Keluarga memiliki banyak peran, dan salah satunya adalah peran tanggung jawab sosial di dalam keluarga. Seorang ayah dan ibu memiliki tanggungjawab yang sedemikian besar pada anak-anaknya dan keluarga yang berada di dalam rumah tangganya. Sedemikan besar  tanggung jawab tersebut, maka orang tua rela melakukan apa saja untuk kebahagiaan anak-anaknya. Orang tua akan bersedian untuk memenuhi keinginan anak-anaknya. Apa saja akan dilakukan agar cita-cita anak-anaknya dapat terealisasikan.
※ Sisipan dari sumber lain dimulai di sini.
//! Configuration management.
//!
//! Loads configuration from ${FATIGUE_HOME}/config.toml with sensible defaults.

use std::fs;
use std::path::Path;
use std::time::Duration;

use anyhow::{Context, Result};
use serde::{Deserialize, Serialize};

/// Default prediction API location.
pub const DEFAULT_API_BASE_URL: &str = "http://localhost:8000";

/// Environment variable overriding the configured API base URL.
pub const API_URL_ENV: &str = "FATIGUE_API_URL";

/// Poll loop configuration.
#[derive(Debug, Clone, PartialEq, Eq, Serialize, Deserialize)]
#[serde(default)]
pub struct PollingConfig {
    pub max_attempts: u32,
    pub interval_ms: u64,
}

impl Default for PollingConfig {
    fn default() -> Self {
        Self {
            max_attempts: 30,
            interval_ms: 1000,
        }
    }
}

/// Agent status indicator configuration.
#[derive(Debug, Clone, PartialEq, Eq, Serialize, Deserialize)]
#[serde(default)]
pub struct StatusConfig {
    pub refresh_secs: u64,
}

impl Default for StatusConfig {
    fn default() -> Self {
        Self { refresh_secs: 5 }
    }
}

/// Feedback form configuration.
#[derive(Debug, Clone, PartialEq, Eq, Serialize, Deserialize)]
#[serde(default)]
pub struct FeedbackConfig {
    pub notice_secs: u64,
}

impl Default for FeedbackConfig {
    fn default() -> Self {
        Self { notice_secs: 3 }
    }
}

#[derive(Debug, Clone, PartialEq, Eq, Serialize, Deserialize)]
#[serde(default)]
pub struct Config {
    /// Base URL of the prediction API
    pub api_base_url: String,

    /// Per-request HTTP timeout in seconds (0 disables)
    pub request_timeout_secs: u64,

    pub polling: PollingConfig,

    pub status: StatusConfig,

    pub feedback: FeedbackConfig,
}

impl Default for Config {
    fn default() -> Self {
        Self {
            api_base_url: DEFAULT_API_BASE_URL.to_string(),
            request_timeout_secs: 10,
            polling: PollingConfig::default(),
            status: StatusConfig::default(),
            feedback: FeedbackConfig::default(),
        }
    }
}

/// Returns the default config template with comments.
///
/// Embedded from default_config.toml at compile time.
fn default_config_template() -> &'static str {
    include_str!("../default_config.toml")
}

impl Config {
    /// Loads configuration from the default path.
    ///
    /// # Errors
    /// Returns an error if the file exists but cannot be read or parsed.
    pub fn load() -> Result<Self> {
        Self::load_from(&paths::config_path())
    }

    /// Loads configuration from a specific path.
    /// Returns defaults if file doesn't exist.
    ///
    /// # Errors
    /// Returns an error if the file exists but cannot be read, parsed, or has
    /// zero polling values.
    pub fn load_from(path: &Path) -> Result<Self> {
        if path.exists() {
            let contents = fs::read_to_string(path)
                .with_context(|| format!("Failed to read config from {}", path.display()))?;
            let config: Config = toml::from_str(&contents)
                .with_context(|| format!("Failed to parse config from {}", path.display()))?;
            config
                .check()
                .with_context(|| format!("Invalid config in {}", path.display()))?;
            Ok(config)
        } else {
            Ok(Config::default())
        }
    }

    /// Writes the commented default template to `path`.
    ///
    /// # Errors
    /// Fails if the file already exists or cannot be written.
    pub fn init(path: &Path) -> Result<()> {
        if path.exists() {
            anyhow::bail!("Config file already exists at {}", path.display());
        }

        if let Some(parent) = path.parent() {
            fs::create_dir_all(parent)
                .with_context(|| format!("Failed to create {}", parent.display()))?;
        }
        fs::write(path, default_config_template())
            .with_context(|| format!("Failed to write config to {}", path.display()))
    }

    /// Resolves the API base URL with precedence: override > env > config > default.
    ///
    /// # Errors
    /// Returns an error if the winning URL is not a valid URL.
    pub fn resolve_api_base_url(&self, url_override: Option<&str>) -> Result<String> {
        let env_url = std::env::var(API_URL_ENV).ok();
        pick_base_url(url_override, env_url.as_deref(), Some(&self.api_base_url))
    }

    /// Rejects values the poll loop cannot run with.
    fn check(&self) -> Result<()> {
        if self.polling.max_attempts == 0 {
            anyhow::bail!("polling.max_attempts must be at least 1");
        }
        if self.polling.interval_ms == 0 {
            anyhow::bail!("polling.interval_ms must be at least 1");
        }
        Ok(())
    }

    /// Per-request timeout; `None` when disabled.
    pub fn request_timeout(&self) -> Option<Duration> {
        (self.request_timeout_secs > 0).then(|| Duration::from_secs(self.request_timeout_secs))
    }

    pub fn status_refresh_interval(&self) -> Duration {
        Duration::from_secs(self.status.refresh_secs.max(1))
    }

    pub fn feedback_notice_duration(&self) -> Duration {
        Duration::from_secs(self.feedback.notice_secs)
    }
}

/// Picks the first non-empty candidate in precedence order and validates it.
fn pick_base_url(
    cli_url: Option<&str>,
    env_url: Option<&str>,
    config_url: Option<&str>,
) -> Result<String> {
    let chosen = [cli_url, env_url, config_url]
        .into_iter()
        .flatten()
        .map(str::trim)
        .find(|url| !url.is_empty())
        .unwrap_or(DEFAULT_API_BASE_URL);

    url::Url::parse(chosen).with_context(|| format!("Invalid API base URL: {chosen}"))?;
    Ok(chosen.trim_end_matches('/').to_string())
}

pub mod paths {
    //! Path resolution for configuration and log directories.
    //!
    //! FATIGUE_HOME resolution order:
    //! 1. FATIGUE_HOME environment variable (if set)
    //! 2. ~/.config/fatigue (default)
    //! 3. ./.fatigue when no home directory can be determined

    use std::path::PathBuf;

    /// Returns the fatigue home directory.
    pub fn fatigue_home() -> PathBuf {
        if let Ok(home) = std::env::var("FATIGUE_HOME") {
            return PathBuf::from(home);
        }

        dirs::home_dir().map_or_else(
            || PathBuf::from(".fatigue"),
            |h| h.join(".config").join("fatigue"),
        )
    }

    /// Returns the path to the config.toml file.
    pub fn config_path() -> PathBuf {
        fatigue_home().join("config.toml")
    }

    /// Returns the directory log files are written to.
    pub fn logs_dir() -> PathBuf {
        fatigue_home().join("logs")
    }
}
Saya kira seluruh orang tua di dunia akan memiliki perlakuan yang hampir sama terhadap anak-anaknya. Memberi asupan makanan, memberikan kasih sayang, dan memberikan tanggung jawab atas apa yang diinginkan oleh anak-anaknya. Hanya pada kasus khusus saja jika ada orang yang menelantarkan anaknya, menitipkan anaknya ke panti asuhan atau bahkan berbuat kekerasan pada anaknya. Kehidupan sosial termasuk kehidupan keluarga memang kompleks dan terkadang juga ada yang berdeviasi atau menyimpang. Tetapi secara umum bahwa kasih sayang orang tua itu sungguh tidak terbatas. “Kasih sayang anak sepanjang galah, kasih sayang orang tua sepanjang jalan”

Tidak hanya manusia yang sedemikian besar tanggung jawabnya pada anaknya. Hewan juga memiliki kasih sayang yang luar biasa. Ada banyak tayangan di you tube yang bercerita bagaimana kasih sayang hewan atas anaknya. Bahkan rela mengorbankan dirinya untuk menyelamatkan anaknya. Tayangan yang mengharukan bagaimana hewan memiliki rasa kasih sayang yang demikian hebat.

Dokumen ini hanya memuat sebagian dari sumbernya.